Barium zirconate (BaZrO₃ or BZO) and barium cerate (BaCeO₃ or BCO) are among the best-performing proton-conducting oxides used as electrolytes in all-solid-state fuel and/or electrolysis cells. During synthesis, they are seeded with oxygen vacancies (V²⁺_O), which charge-compensate with acceptor dopants such as yttrium (Y⁻_Zr) and, upon exposure to water vapor, are replaced by interstitial protons (H⁺_i). Here, we investigate this and alternative processes for protonation by calculating defect formation energies, concentrations, and migration barriers for several relevant species, including H⁺_i, V²⁺_O, interstitial oxygen (O²⁻_i), and interstitial hydroxide (OH⁻_i), using density functional theory.

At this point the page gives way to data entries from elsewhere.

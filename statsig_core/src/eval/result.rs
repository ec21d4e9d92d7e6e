use serde::{Deserialize, Serialize};

/// Where the data used for an evaluation came from.
#[derive(Debug, Clone, Copy, PartialEq, Eq, Hash, Serialize, Deserialize)]
pub enum EvaluationReason {
    /// Ruleset fetched from the Statsig API.
    Network,
    /// Ruleset loaded from a [`DataStore`](crate::data_store::DataStore).
    DataAdapter,
    /// Ruleset provided by the host application at startup.
    Bootstrap,
    /// Value set through local overrides.
    LocalOverride,
    /// Gate/config/layer is not present in the ruleset.
    Unrecognized,
    /// No ruleset has been loaded yet.
    Uninitialized,
}

impl EvaluationReason {
    pub fn as_str(&self) -> &'static str {
        match self {
            EvaluationReason::Network => "Network",
            EvaluationReason::DataAdapter => "DataAdapter",
            EvaluationReason::Bootstrap => "Bootstrap",
            EvaluationReason::LocalOverride => "LocalOverride",
            EvaluationReason::Unrecognized => "Unrecognized",
            EvaluationReason::Uninitialized => "Uninitialized",
        }
    }
}

impl std::fmt::Display for EvaluationReason {
    fn fmt(&self, f: &mut std::fmt::Formatter<'_>) -> std::fmt::Result {
        f.write_str(self.as_str())
    }
}

/// Outcome of evaluating a spec for a user.
#[derive(Debug, Clone, Copy, PartialEq, Eq, Hash, Serialize, Deserialize)]
pub enum EvaluationOutcome {
    /// A rule matched and the user landed inside its pass percentage.
    Pass,
    /// No rule matched, the spec is disabled, or the user fell outside the pass percentage.
    Fail,
    /// The requested name is not in the ruleset.
    Unrecognized,
    /// The ruleset uses a condition or operator this SDK cannot evaluate. The caller should ask
    /// the server.
    FetchFromServer,
}

/// An exposure of a gate evaluated as a dependency of another gate/config/layer.
#[derive(Debug, Clone, PartialEq, Eq, Hash, Serialize, Deserialize)]
#[serde(rename_all = "camelCase")]
pub struct SecondaryExposure {
    pub gate: String,
    /// `"true"` or `"false"`.
    pub gate_value: String,
    #[serde(rename = "ruleID")]
    pub rule_id: String,
}

/// Timing and provenance attached to every evaluation.
#[derive(Debug, Clone, Copy, PartialEq, Eq, Serialize, Deserialize)]
#[serde(rename_all = "camelCase")]
pub struct EvaluationDetails {
    pub reason: EvaluationReason,
    /// `time` of the ruleset used.
    pub config_sync_time: i64,
    /// When the ruleset was loaded by the SDK (unix ms).
    pub init_time: i64,
    /// When this evaluation happened (unix ms).
    pub server_time: i64,
}

impl EvaluationDetails {
    pub fn new(reason: EvaluationReason) -> EvaluationDetails {
        EvaluationDetails {
            reason,
            config_sync_time: 0,
            init_time: 0,
            server_time: chrono::Utc::now().timestamp_millis(),
        }
    }
}

/// Result of a gate, config or layer evaluation.
#[derive(Debug, Clone)]
pub struct EvaluationResult {
    pub outcome: EvaluationOutcome,
    /// Gate value. For configs, `true` when a rule passed.
    pub bool_value: bool,
    /// Config/layer value. For gates, the raw rule return value.
    pub json_value: serde_json::Value,
    pub rule_id: String,
    pub group_name: Option<String>,
    pub is_experiment_group: bool,
    pub secondary_exposures: Vec<SecondaryExposure>,
    /// Layers only: exposures of the layer's own conditions, without the delegate's.
    pub undelegated_secondary_exposures: Vec<SecondaryExposure>,
    /// Layers only: experiment the winning rule delegated to.
    pub config_delegate: Option<String>,
    /// Layers only: parameters owned by the delegated experiment.
    pub explicit_parameters: Vec<String>,
    pub details: EvaluationDetails,
}

impl EvaluationResult {
    pub(crate) const DEFAULT_RULE_ID: &'static str = "default";

    /// Result for a name missing from the ruleset.
    pub fn unrecognized(reason: EvaluationReason) -> EvaluationResult {
        EvaluationResult {
            outcome: EvaluationOutcome::Unrecognized,
            bool_value: false,
            json_value: serde_json::Value::Object(Default::default()),
            rule_id: String::new(),
            group_name: None,
            is_experiment_group: false,
            secondary_exposures: Vec::new(),
            undelegated_secondary_exposures: Vec::new(),
            config_delegate: None,
            explicit_parameters: Vec::new(),
            details: EvaluationDetails::new(reason),
        }
    }

    pub(crate) fn fetch_from_server() -> EvaluationResult {
        EvaluationResult {
            outcome: EvaluationOutcome::FetchFromServer,
            ..EvaluationResult::unrecognized(EvaluationReason::Network)
        }
    }

    pub(crate) fn local_override(bool_value: bool, json_value: serde_json::Value) -> EvaluationResult {
        EvaluationResult {
            outcome: EvaluationOutcome::Pass,
            bool_value,
            json_value,
            rule_id: "override".to_owned(),
            ..EvaluationResult::unrecognized(EvaluationReason::LocalOverride)
        }
    }

    pub fn is_fetch_from_server(&self) -> bool {
        self.outcome == EvaluationOutcome::FetchFromServer
    }

    /// Config value as a JSON object. Non-object values produce an empty map.
    pub fn value_map(&self) -> serde_json::Map<String, serde_json::Value> {
        match &self.json_value {
            serde_json::Value::Object(map) => map.clone(),
            _ => serde_json::Map::new(),
        }
    }
}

We confirm that V²⁺_O are favorable under typical operating conditions, although at lower partial pressures of H₂ gas and wet conditions, H⁺_i becomes the dominant donor species. Higher H⁺_i concentrations in BCO than in BZO under comparable conditions help to explain the higher conductivity measured in BCO. OH⁻_i species are present in low concentrations in the bulk (particularly in BZO; they may incorporate in BCO under wet conditions), and their migration is slow; however, they may form at surfaces and help seed materials with H⁺_i. Alloying BZO and BCO improves ionic conduction in general, although the presence of native defects tends to impede kinetics. Our results show that high ionic conductivity can be achieved through optimizing synthesis conditions to maximize the concentrations of H⁺_i, as well as reducing defect-rich regions such as grain boundaries.